Fourth-corner latent variable models overstate confidence in trait–environment relationships and what to use instead
摘要
Trait-based ecology seeks to explain species’ responses to environmental gradients through their functional traits, aiming for generalizable predictions of community assembly. The fourth-corner problem formalizes this challenge by integrating species traits, environmental variables, and species abundances. Recently, fourth-corner generalized linear latent variable models (GLLVMs) have been proposed as a solution to capture both unobserved ecological gradients and trait–environment interactions. This paper shows—through theoretical analysis, empirical data, and simulations—that current fourth-corner GLLVMs often overstate confidence in inferred relationships, inflating type I error rates. In contrast, double-constrained correspondence analysis (dc-CA) and a generalized linear mixed model with random species-specific environmental and random site-specific trait effects (GLMM3) offer more reliable inference.
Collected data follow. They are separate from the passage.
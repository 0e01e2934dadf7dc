use chrono::{DateTime, Utc};
use serde::{Deserialize, Serialize};
use uuid::Uuid;

/// The three audit stages, in execution order.
#[derive(Debug, Clone, Copy, PartialEq, Eq, Hash, PartialOrd, Ord, Serialize, Deserialize)]
#[serde(rename_all = "snake_case")]
pub enum AuditStage {
    /// Static scan for placeholder and metric-gaming patterns.
    TheaterScan,
    /// Execution inside the sandbox.
    Sandbox,
    /// Weighted structural checks.
    Compliance,
}

impl AuditStage {
    /// All stages in order.
    pub const ALL: [AuditStage; 3] = [
        AuditStage::TheaterScan,
        AuditStage::Sandbox,
        AuditStage::Compliance,
    ];
}

impl std::fmt::Display for AuditStage {
    fn fmt(&self, f: &mut std::fmt::Formatter<'_>) -> std::fmt::Result {
        match self {
            AuditStage::TheaterScan => write!(f, "theater_scan"),
            AuditStage::Sandbox => write!(f, "sandbox"),
            AuditStage::Compliance => write!(f, "compliance"),
        }
    }
}

/// Outcome of one stage.
#[derive(Debug, Clone, Copy, PartialEq, Eq, Hash, Serialize, Deserialize)]
#[serde(rename_all = "lowercase")]
pub enum StageOutcome {
    /// The stage ran and passed.
    Passed,
    /// The stage ran and failed.
    Failed,
    /// The stage did not run.
    Skipped,
}

/// Per-stage entry of an [`AuditResult`].
#[derive(Debug, Clone, PartialEq, Serialize, Deserialize)]
pub struct StageReport {
    /// Stage.
    pub stage: AuditStage,
    /// Outcome.
    pub outcome: StageOutcome,
    /// Stage score, when the stage produces one.
    pub score: Option<f64>,
    /// Wall-clock time spent in the stage.
    pub duration_ms: u64,
}

impl StageReport {
    /// Report for a stage that never ran.
    pub fn skipped(stage: AuditStage) -> Self {
        Self {
            stage,
            outcome: StageOutcome::Skipped,
            score: None,
            duration_ms: 0,
        }
    }
}

/// Severity of a finding.
#[derive(Debug, Clone, Copy, PartialEq, Eq, PartialOrd, Ord, Hash, Serialize, Deserialize)]
#[serde(rename_all = "lowercase")]
pub enum Severity {
    /// Informational.
    Info,
    /// Minor.
    Low,
    /// Worth fixing.
    Medium,
    /// Fails the stage on its own in most configurations.
    High,
    /// The artifact cannot be trusted.
    Critical,
}

/// One diagnostic produced by a stage.
#[derive(Debug, Clone, PartialEq, Serialize, Deserialize)]
pub struct Finding {
    /// Stage that produced it.
    pub stage: AuditStage,
    /// Rule or check id, e.g. `always-true-assert`.
    pub rule: String,
    /// Severity.
    pub severity: Severity,
    /// Human-readable description.
    pub message: String,
    /// Artifact file the finding points into.
    #[serde(default)]
    pub file: Option<String>,
    /// 1-based line number.
    #[serde(default)]
    pub line: Option<usize>,
}

impl Finding {
    /// Finding without a source position.
    pub fn new(
        stage: AuditStage,
        rule: impl Into<String>,
        severity: Severity,
        message: impl Into<String>,
    ) -> Self {
        Self {
            stage,
            rule: rule.into(),
            severity,
            message: message.into(),
            file: None,
            line: None,
        }
    }

    /// Attaches a source position.
    pub fn at(mut self, file: impl Into<String>, line: usize) -> Self {
        self.file = Some(file.into());
        self.line = Some(line);
        self
    }
}

/// Aggregate audit decision.
#[derive(Debug, Clone, Copy, PartialEq, Eq, Hash, Serialize, Deserialize)]
#[serde(rename_all = "snake_case")]
pub enum AuditDecision {
    /// Passed every stage with a compliance score at or above the GO bar.
    Go,
    /// Passed, but the compliance score needs an explicit accept or reject.
    Caution,
    /// Failed a stage or scored below the CAUTION bar.
    NoGo,
}

impl std::fmt::Display for AuditDecision {
    fn fmt(&self, f: &mut std::fmt::Formatter<'_>) -> std::fmt::Result {
        match self {
            AuditDecision::Go => write!(f, "GO"),
            AuditDecision::Caution => write!(f, "CAUTION"),
            AuditDecision::NoGo => write!(f, "NO-GO"),
        }
    }
}

/// Outcome of one audit attempt for one task. Immutable once recorded.
#[derive(Debug, Clone, PartialEq, Serialize, Deserialize)]
pub struct AuditResult {
    /// Audit id.
    pub id: Uuid,
    /// Audited task.
    pub task_id: Uuid,
    /// Attempt number within the task's audit history.
    pub attempt: u32,
    /// One report per stage, in stage order.
    pub stages: Vec<StageReport>,
    /// Aggregate decision.
    pub decision: AuditDecision,
    /// Diagnostics from every stage that ran.
    pub findings: Vec<Finding>,
    /// Escalation raised for a NO-GO.
    #[serde(default)]
    pub escalation: Option<Uuid>,
    /// When the audit finished.
    pub created_at: DateTime<Utc>,
}

impl AuditResult {
    /// Report for `stage`.
    pub fn stage(&self, stage: AuditStage) -> Option<&StageReport> {
        self.stages.iter().find(|s| s.stage == stage)
    }

    /// First stage that failed.
    pub fn failing_stage(&self) -> Option<AuditStage> {
        self.stages
            .iter()
            .find(|s| s.outcome == StageOutcome::Failed)
            .map(|s| s.stage)
    }

    /// Findings produced by `stage`.
    pub fn findings_for(&self, stage: AuditStage) -> Vec<&Finding> {
        self.findings.iter().filter(|f| f.stage == stage).collect()
    }

    /// Highest severity among the findings.
    pub fn max_severity(&self) -> Option<Severity> {
        self.findings.iter().map(|f| f.severity).max()
    }
}

/// Explicit accept or reject of a CAUTION result.
#[derive(Debug, Clone, PartialEq, Eq, Serialize, Deserialize)]
pub struct CautionDecision {
    /// Audit being decided.
    pub audit_id: Uuid,
    /// Task the audit belongs to.
    pub task_id: Uuid,
    /// Whether the result was accepted.
    pub accepted: bool,
    /// Who decided.
    pub reviewer: String,
    /// When.
    pub decided_at: DateTime<Utc>,
}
While GLMM3, potentially extended with latent variables, may provide the most powerful framework, its practical use is limited by computational demands. dc-CA emerges as a robust and accessible alternative, balancing statistical rigor with interpretability by treating both species and sites as units of analysis. I argue that trait–environment models should not only fit observed data but also generalize to new trait values and ecological contexts. Overconfident conclusions from any supervised learning model that ignores species- or site-level variation risk misleading ecological understanding and misinforming conservation and management decisions.